When I got home this evening, Peter and I had dinner together and I was actually talkative. Mainly because I had so many stories from the day to share with him. So our conversation was lively, which for me by the end of the day is a rarity! However, as we finished dinner, Ann called me and told me that Mike (the RCC dad who I have told you was ill and hospitalized for almost two weeks) wasn't feeling well tonight and had spiked a fever. We were afraid that Mike was going to land up in the emergency room this evening, and someone needed to be at home with their children. So I quickly packed a bag, in case I was staying over night, and hopped into the car. Remember I live a packed life, since I have yet to unpack from our hospital stays, so mobilizing forces for me is SO simple. I am happy to report that Mike's fever subsided with Tylenol and at the moment is stable at home. One thing that was very evident to me though is that when you are sick, having company and outside stimulation are crucial. Being ill is very isolating, and some times diversions can be a very healthy and necessary thing. I know that when Mattie was in the hospital, playing in the childlife room, or working on an art therapy project helped take his mind off of how he was feeling. We as adults, do not necessarily need to play per se, but we do need companionship and emotional support. I believe that is imperative to recovery. I am happy that I could spend this time with Mike and I had a good time chatting with Mike and Mary. Not to say that our conversation helped his fever, because Tylenol was on board, but talking and connecting with another person is therapeutic in and of itself. We all need these connections. As I left their home tonight, I learned that Mary and I also like reading the same books, which was nice to learn, and each time I see Mary she spoils me with chocolate. Since she knows that is my vice!

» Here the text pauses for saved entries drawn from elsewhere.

//! Email Message Builders
//!
//! 纯函数，只拼内容不发送。

use super::EmailMessage;
use crate::db::models::{Order, OrderStatus, StudentVerification};

fn order_id(order: &Order) -> String {
    order
        .id
        .as_ref()
        .map(|id| id.to_string())
        .unwrap_or_default()
}

fn items_table(order: &Order) -> String {
    let mut rows = String::new();
    for item in &order.items {
        rows.push_str(&format!(
            "<tr><td>{}</td><td>{} / {}</td><td>{}</td><td>PKR {:.2}</td></tr>",
            item.product_name, item.color, item.size, item.quantity, item.unit_price
        ));
    }
    format!(
        "<table border=\"1\" cellpadding=\"6\">\
         <tr><th>Item</th><th>Variant</th><th>Qty</th><th>Unit Price</th></tr>{rows}</table>"
    )
}

fn totals_block(order: &Order) -> String {
    let discount_label = if order.discount_code.is_empty() {
        String::new()
    } else {
        format!(" ({})", order.discount_code)
    };
    format!(
        "<p><strong>Subtotal:</strong> PKR {:.2}</p>\
         <p><strong>Discount:</strong> PKR {:.2}{discount_label}</p>\
         <p><strong>Points Used:</strong> {}</p>\
         <p><strong>Total:</strong> PKR {:.2}</p>",
        order.subtotal, order.discount, order.points_used, order.total
    )
}

/// Confirmation sent to the buyer right after checkout
pub fn order_confirmation(order: &Order, to: &str) -> EmailMessage {
    let id = order_id(order);
    EmailMessage {
        to: to.to_string(),
        subject: format!("Order Confirmed #{id}"),
        html: format!(
            "<h2>Thank you for your order!</h2>\
             <p>Hi {},</p>\
             <p>Your order <strong>#{id}</strong> has been received.</p>\
             {}{}\
             <p>We will notify you when your order ships.</p>",
            order.shipping_address.full_name,
            items_table(order),
            totals_block(order),
        ),
    }
}

/// New-order alert for the back office
pub fn new_order_admin(order: &Order, admin_to: &str, customer_email: &str) -> EmailMessage {
    let id = order_id(order);
    EmailMessage {
        to: admin_to.to_string(),
        subject: format!("New Order #{id}"),
        html: format!(
            "<h2>New Order Received</h2>\
             <p><strong>Customer:</strong> {customer_email}</p>\
             <p><strong>Payment:</strong> {}</p>\
             {}{}",
            order.payment_method,
            items_table(order),
            totals_block(order),
        ),
    }
}

/// Status-change notice; only built when the status actually changed
pub fn status_update(order: &Order, to: &str) -> EmailMessage {
    let id = order_id(order);
    let (subject, status_message) = match order.status {
        OrderStatus::Processing => (
            format!("Order #{id} Status Update: {}", order.status),
            "Your order is now being processed. We are preparing your items for shipment."
                .to_string(),
        ),
        OrderStatus::Shipped => (
            format!("Order #{id} Status Update: {}", order.status),
            match &order.tracking_number {
                Some(tracking) => {
                    format!("Your order has been shipped! Your tracking number is: {tracking}")
                }
                None => "Your order has been shipped! You will receive tracking information shortly."
                    .to_string(),
            },
        ),
        OrderStatus::Delivered => (
            format!("Order #{id} Status Update: {}", order.status),
            "Your order has been delivered. We hope you enjoy your purchase!".to_string(),
        ),
        OrderStatus::Cancelled => (
            format!("Order #{id} Cancelled"),
            "Your order has been cancelled. If you have any questions, please contact our customer support."
                .to_string(),
        ),
        other => (
            format!("Order #{id} Status Update: {other}"),
            format!("Your order status has been updated to: {other}"),
        ),
    };

    EmailMessage {
        to: to.to_string(),
        subject,
        html: format!(
            "<h2>Order Status Update</h2>\
             <p>Hi {},</p>\
             <p>{status_message}</p>\
             <p><strong>Order ID:</strong> {id}</p>\
             <p><strong>New Status:</strong> {}</p>",
            order.shipping_address.full_name, order.status
        ),
    }
}

/// Alert to the back office when a student submits verification
pub fn verification_request(verification: &StudentVerification, admin_to: &str) -> EmailMessage {
    EmailMessage {
        to: admin_to.to_string(),
        subject: "New Student Verification Request".to_string(),
        html: format!(
            "<h2>New Student Verification Request</h2>\
             <p><strong>Student ID:</strong> {}</p>\
             <p><strong>Institution:</strong> {}</p>",
            verification.student_id, verification.institution_name
        ),
    }
}

/// Review outcome sent back to the student
pub fn verification_result(
    verification: &StudentVerification,
    to: &str,
    approved: bool,
) -> EmailMessage {
    if approved {
        EmailMessage {
            to: to.to_string(),
            subject: "Your Student Verification is Approved".to_string(),
            html: format!(
                "<h2>Student Verification Approved</h2>\
                 <p>Congratulations! Your student verification for {} has been approved.</p>\
                 <p>You now have access to all student benefits on our platform.</p>",
                verification.institution_name
            ),
        }
    } else {
        let reason = verification
            .rejection_reason
            .as_deref()
            .unwrap_or("No specific reason provided");
        EmailMessage {
            to: to.to_string(),
            subject: "Your Student Verification was Rejected".to_string(),
            html: format!(
                "<h2>Student Verification Rejected</h2>\
                 <p>We're sorry, but your student verification request has been rejected.</p>\
                 <p><strong>Reason:</strong> {reason}</p>\
                 <p>You may submit a new verification request with updated information.</p>"
            ),
        }
    }
}

#[cfg(test)]
mod tests {
    use super::*;
    use crate::db::models::{OrderItem, PaymentMethod, ShippingAddress};
    use surrealdb::RecordId;

    fn order(status: OrderStatus, tracking: Option<&str>) -> Order {
        Order {
            id: Some(RecordId::from_table_key("orders", "abc123")),
            user: None,
            items: vec![OrderItem {
                product: RecordId::from_table_key("product", "tee"),
                product_name: "Scrub Top".to_string(),
                color: "Navy".to_string(),
                size: "M".to_string(),
                quantity: 2,
                unit_price: 2500.0,
            }],
            shipping_address: ShippingAddress {
                full_name: "Ayesha Khan".to_string(),
                ..Default::default()
            },
            subtotal: 5000.0,
            discount: 500.0,
            discount_code: "First Order Discount (10%)".to_string(),
            points_used: 0,
            points_earned: 45,
            total: 4500.0,
            payment_method: PaymentMethod::CashOnDelivery,
            payment_receipt: None,
            status,
            tracking_number: tracking.map(String::from),
            notes: None,
            is_first_order: true,
            created_at: None,
        }
    }

    #[test]
    fn test_confirmation_includes_totals_and_reason() {
        let m = order_confirmation(&order(OrderStatus::Pending, None), "buyer@example.com");
        assert_eq!(m.subject, "Order Confirmed #orders:abc123");
        assert!(m.html.contains("PKR 4500.00"));
        assert!(m.html.contains("First Order Discount (10%)"));
    }

    #[test]
    fn test_shipped_update_mentions_tracking_number() {
        let m = status_update(&order(OrderStatus::Shipped, Some("TRK-99")), "buyer@example.com");
        assert!(m.subject.contains("Status Update: Shipped"));
        assert!(m.html.contains("TRK-99"));
    }

    #[test]
    fn test_cancelled_update_uses_cancelled_subject() {
        let m = status_update(&order(OrderStatus::Cancelled, None), "buyer@example.com");
        assert_eq!(m.subject, "Order #orders:abc123 Cancelled");
    }
}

I would like to end tonight's posting with two messages. The first message is from my friend, Charlie. Charlie wrote, "Yesterday was a tough day but you made it. In spite of everything you were able to get up and moving, take care of Ann's children and help someone get an internship posting and all of this with a breaking heart. Memories can be both positive and negative; I give you much credit for surviving a lot of negative thoughts yesterday. Although you did not directly address Mattie's impending death with him it is clear that he knew. I am sorry that you did not get to have a conversation that would have allayed some of your fears but it would not have changed the outcome. I wish you a day of happier memories and a bit of serenity somewhere in your day."

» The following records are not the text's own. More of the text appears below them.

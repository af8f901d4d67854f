//! Unified Result Types
//!
//! Provides type aliases for commonly used Result types across the application

use crate::AppError;

/// Application-level Result type
///
/// Used in HTTP handlers and application logic
pub type AppResult<T> = Result<T, AppError>;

The second message is from my colleague and friend, Denise. Denise's daughter, Marisa, was one of the people who helped me this summer care for Mattie, so I could take an occasional break. Denise wrote, "Marisa and I continue to be daily readers of the blog and we hold you all in our hearts every day. I am in awe of your strength and courage as you share your journey through unimaginable grief and pain with us. I have especially enjoyed seeing the pictures of Mattie as a baby. What a little cutie pie!! It is also clear by looking at his face how much you and Peter love him and that he knew that even as a baby. As for the doctor telling you those smiles were gas-pshaw. The new brain research says that was Mattie mirroring back the love he saw in yours and Peter's faces, as well as the faces of everyone else who met your adorable little boy!! Take good care and remember that there is a whole community out here that stands behind you each and every day, supporting you with gentle, loving thoughts and prayers."